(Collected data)
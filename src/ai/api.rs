//! Wire types for the generative endpoint (REST shape) and its proxy.
//!
//! Every field is optional: image endpoints routinely omit candidates, parts
//! or whole objects, and the proxy may relay either the `generateContent` or
//! the `generateImages` shape. Nothing outside the transports sees these types.

use serde::{Deserialize, Serialize};

// ---------------------------------------------------------------------------
// generateContent
// ---------------------------------------------------------------------------

#[derive(Serialize, Deserialize, Debug, Clone, Default)]
#[serde(rename_all = "camelCase")]
pub struct Content {
    #[serde(skip_serializing_if = "Option::is_none")]
    pub parts: Option<Vec<Part>>,
    #[serde(skip_serializing_if = "Option::is_none")]
    pub role: Option<String>,
}

/// Exactly one of the fields is expected to be set.
#[derive(Serialize, Deserialize, Debug, Clone, Default)]
#[serde(rename_all = "camelCase")]
pub struct Part {
    #[serde(skip_serializing_if = "Option::is_none")]
    pub text: Option<String>,
    #[serde(skip_serializing_if = "Option::is_none")]
    pub inline_data: Option<Blob>,
    #[serde(skip_serializing_if = "Option::is_none")]
    pub file_data: Option<FileData>,
    /// Set on reasoning output; such parts are never user content.
    #[serde(skip_serializing_if = "Option::is_none")]
    pub thought: Option<bool>,
}

#[derive(Serialize, Deserialize, Debug, Clone, Default)]
#[serde(rename_all = "camelCase")]
pub struct Blob {
    /// Base64 encoded bytes.
    #[serde(skip_serializing_if = "Option::is_none")]
    pub data: Option<String>,
    #[serde(skip_serializing_if = "Option::is_none")]
    pub mime_type: Option<String>,
}

#[derive(Serialize, Deserialize, Debug, Clone, Default)]
#[serde(rename_all = "camelCase")]
pub struct FileData {
    #[serde(skip_serializing_if = "Option::is_none")]
    pub file_uri: Option<String>,
    #[serde(skip_serializing_if = "Option::is_none")]
    pub mime_type: Option<String>,
}

#[derive(Serialize, Debug, Clone)]
#[serde(rename_all = "camelCase")]
pub struct GenerateContentRequest {
    pub contents: Vec<Content>,
    #[serde(skip_serializing_if = "Option::is_none")]
    pub generation_config: Option<serde_json::Value>,
}

#[derive(Deserialize, Debug, Clone, Default)]
#[serde(rename_all = "camelCase")]
pub struct GenerateContentResponse {
    #[serde(default)]
    pub candidates: Option<Vec<Candidate>>,
    #[serde(default)]
    pub prompt_feedback: Option<PromptFeedback>,
    /// Present when a proxy relays a `generateImages` result.
    #[serde(default)]
    pub generated_images: Option<Vec<GeneratedImage>>,
}

#[derive(Deserialize, Debug, Clone, Default)]
#[serde(rename_all = "camelCase")]
pub struct Candidate {
    #[serde(default)]
    pub content: Option<Content>,
    #[serde(default)]
    pub finish_reason: Option<String>,
    #[serde(default)]
    pub safety_ratings: Option<Vec<SafetyRating>>,
}

#[derive(Deserialize, Debug, Clone, Default)]
#[serde(rename_all = "camelCase")]
pub struct SafetyRating {
    #[serde(default)]
    pub category: Option<String>,
    #[serde(default)]
    pub probability: Option<String>,
    #[serde(default)]
    pub blocked: Option<bool>,
}

#[derive(Deserialize, Debug, Clone, Default)]
#[serde(rename_all = "camelCase")]
pub struct PromptFeedback {
    #[serde(default)]
    pub block_reason: Option<String>,
    #[serde(default)]
    pub block_reason_message: Option<String>,
}

// ---------------------------------------------------------------------------
// Image generation (`:predict` REST shape and SDK-style `generatedImages`)
// ---------------------------------------------------------------------------

#[derive(Serialize, Debug, Clone)]
#[serde(rename_all = "camelCase")]
pub struct PredictRequest {
    pub instances: Vec<PredictInstance>,
    pub parameters: PredictParameters,
}

#[derive(Serialize, Debug, Clone)]
#[serde(rename_all = "camelCase")]
pub struct PredictInstance {
    pub prompt: String,
}

#[derive(Serialize, Debug, Clone)]
#[serde(rename_all = "camelCase")]
pub struct PredictParameters {
    pub sample_count: u32,
    #[serde(skip_serializing_if = "Option::is_none")]
    pub aspect_ratio: Option<String>,
}

#[derive(Deserialize, Debug, Clone, Default)]
#[serde(rename_all = "camelCase")]
pub struct PredictResponse {
    #[serde(default)]
    pub predictions: Option<Vec<Prediction>>,
}

#[derive(Deserialize, Debug, Clone, Default)]
#[serde(rename_all = "camelCase")]
pub struct Prediction {
    #[serde(default)]
    pub bytes_base64_encoded: Option<String>,
    #[serde(default)]
    pub mime_type: Option<String>,
    /// Filter reason when the sample was withheld.
    #[serde(default)]
    pub rai_filtered_reason: Option<String>,
}

#[derive(Deserialize, Debug, Clone, Default)]
#[serde(rename_all = "camelCase")]
pub struct GeneratedImage {
    #[serde(default)]
    pub image: Option<ImageBytes>,
}

#[derive(Deserialize, Debug, Clone, Default)]
#[serde(rename_all = "camelCase")]
pub struct ImageBytes {
    #[serde(default)]
    pub image_bytes: Option<String>,
    #[serde(default)]
    pub mime_type: Option<String>,
}

// ---------------------------------------------------------------------------
// Long-running video generation
// ---------------------------------------------------------------------------

#[derive(Serialize, Debug, Clone)]
#[serde(rename_all = "camelCase")]
pub struct VideoPredictRequest {
    pub instances: Vec<VideoInstance>,
    pub parameters: VideoParameters,
}

#[derive(Serialize, Debug, Clone)]
#[serde(rename_all = "camelCase")]
pub struct VideoInstance {
    pub prompt: String,
    #[serde(skip_serializing_if = "Option::is_none")]
    pub image: Option<VideoImage>,
}

#[derive(Serialize, Debug, Clone)]
#[serde(rename_all = "camelCase")]
pub struct VideoImage {
    pub bytes_base64_encoded: String,
    pub mime_type: String,
}

#[derive(Serialize, Debug, Clone)]
#[serde(rename_all = "camelCase")]
pub struct VideoParameters {
    pub aspect_ratio: String,
    pub resolution: String,
    pub sample_count: u32,
}

#[derive(Deserialize, Debug, Clone, Default)]
#[serde(rename_all = "camelCase")]
pub struct Operation {
    #[serde(default)]
    pub name: String,
    #[serde(default)]
    pub done: bool,
    #[serde(default)]
    pub error: Option<OperationError>,
    #[serde(default)]
    pub response: Option<VideoResponse>,
}

#[derive(Deserialize, Debug, Clone, Default)]
#[serde(rename_all = "camelCase")]
pub struct OperationError {
    #[serde(default)]
    pub code: Option<i32>,
    #[serde(default)]
    pub message: Option<String>,
}

#[derive(Deserialize, Debug, Clone, Default)]
#[serde(rename_all = "camelCase")]
pub struct VideoResponse {
    #[serde(default)]
    pub generate_video_response: Option<GenerateVideoResponse>,
    /// SDK-style shape, as relayed by some proxies.
    #[serde(default)]
    pub generated_videos: Option<Vec<GeneratedSample>>,
}

#[derive(Deserialize, Debug, Clone, Default)]
#[serde(rename_all = "camelCase")]
pub struct GenerateVideoResponse {
    #[serde(default)]
    pub generated_samples: Option<Vec<GeneratedSample>>,
}

#[derive(Deserialize, Debug, Clone, Default)]
#[serde(rename_all = "camelCase")]
pub struct GeneratedSample {
    #[serde(default)]
    pub video: Option<VideoRef>,
}

#[derive(Deserialize, Debug, Clone, Default)]
#[serde(rename_all = "camelCase")]
pub struct VideoRef {
    #[serde(default)]
    pub uri: Option<String>,
}

impl Operation {
    /// First generated video URI in either response shape.
    pub fn video_uri(&self) -> Option<String> {
        let response = self.response.as_ref()?;
        let samples = response
            .generate_video_response
            .as_ref()
            .and_then(|r| r.generated_samples.as_ref())
            .or(response.generated_videos.as_ref())?;
        samples
            .iter()
            .find_map(|s| s.video.as_ref().and_then(|v| v.uri.clone()))
    }
}

// ---------------------------------------------------------------------------
// Proxy
// ---------------------------------------------------------------------------

/// Body POSTed to the local proxy. It forwards to the SDK call named by `task`.
#[derive(Serialize, Debug, Clone)]
#[serde(rename_all = "camelCase")]
pub struct ProxyRequest<'a> {
    pub model: &'a str,
    #[serde(skip_serializing_if = "Option::is_none")]
    pub contents: Option<Vec<Content>>,
    #[serde(skip_serializing_if = "Option::is_none")]
    pub prompt: Option<String>,
    #[serde(skip_serializing_if = "Option::is_none")]
    pub config: Option<&'a serde_json::Value>,
    pub task: &'a str,
}

// ---------------------------------------------------------------------------
// Error bodies
// ---------------------------------------------------------------------------

/// `{"error": {"code": 429, "message": "...", "status": "RESOURCE_EXHAUSTED"}}`
#[derive(Deserialize, Debug, Clone, Default)]
pub struct ApiErrorBody {
    #[serde(default)]
    pub error: Option<ApiErrorDetail>,
}

#[derive(Deserialize, Debug, Clone, Default)]
pub struct ApiErrorDetail {
    #[serde(default)]
    pub code: Option<i32>,
    #[serde(default)]
    pub message: Option<String>,
    #[serde(default)]
    pub status: Option<String>,
    #[serde(default)]
    pub details: Option<Vec<serde_json::Value>>,
}

/// Proxy error body: `{"error": "..."}`.
#[derive(Deserialize, Debug, Clone, Default)]
pub struct ProxyErrorBody {
    #[serde(default)]
    pub error: Option<serde_json::Value>,
}

#[cfg(test)]
mod tests {
    use super::*;

    #[test]
    fn parses_image_candidate_with_camel_case_fields() {
        let json = r#"{
            "candidates": [{
                "content": {"parts": [
                    {"text": "here you go"},
                    {"inlineData": {"mimeType": "image/png", "data": "AQID"}}
                ]},
                "finishReason": "STOP"
            }]
        }"#;
        let resp: GenerateContentResponse = serde_json::from_str(json).unwrap();
        let cand = &resp.candidates.unwrap()[0];
        assert_eq!(cand.finish_reason.as_deref(), Some("STOP"));
        let parts = cand.content.as_ref().unwrap().parts.as_ref().unwrap();
        assert_eq!(parts[1].inline_data.as_ref().unwrap().mime_type.as_deref(), Some("image/png"));
    }

    #[test]
    fn parses_block_feedback_without_candidates() {
        let resp: GenerateContentResponse =
            serde_json::from_str(r#"{"promptFeedback": {"blockReason": "SAFETY"}}"#).unwrap();
        assert!(resp.candidates.is_none());
        assert_eq!(resp.prompt_feedback.unwrap().block_reason.as_deref(), Some("SAFETY"));
    }

    #[test]
    fn request_serializes_generation_config() {
        let req = GenerateContentRequest {
            contents: vec![Content {
                parts: Some(vec![Part {
                    text: Some("hi".into()),
                    ..Default::default()
                }]),
                role: Some("user".into()),
            }],
            generation_config: Some(serde_json::json!({"responseModalities": ["IMAGE"]})),
        };
        let v = serde_json::to_value(&req).unwrap();
        assert_eq!(v["contents"][0]["parts"][0]["text"], "hi");
        assert!(v["contents"][0]["parts"][0].get("inlineData").is_none());
        assert_eq!(v["generationConfig"]["responseModalities"][0], "IMAGE");
    }

    #[test]
    fn operation_finds_uri_in_both_shapes() {
        let rest: Operation = serde_json::from_str(
            r#"{"name":"operations/1","done":true,"response":{"generateVideoResponse":{"generatedSamples":[{"video":{"uri":"https://x/v.mp4"}}]}}}"#,
        )
        .unwrap();
        assert_eq!(rest.video_uri().as_deref(), Some("https://x/v.mp4"));

        let sdk: Operation = serde_json::from_str(
            r#"{"name":"operations/2","done":true,"response":{"generatedVideos":[{"video":{"uri":"https://y"}}]}}"#,
        )
        .unwrap();
        assert_eq!(sdk.video_uri().as_deref(), Some("https://y"));

        let pending: Operation = serde_json::from_str(r#"{"name":"operations/3"}"#).unwrap();
        assert!(!pending.done);
        assert!(pending.video_uri().is_none());
    }
}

> _Description of the task_
Looking at the records above, say how many lines contain the string "Prediction". Give the number and no other words.

> _Output for this exercise_
2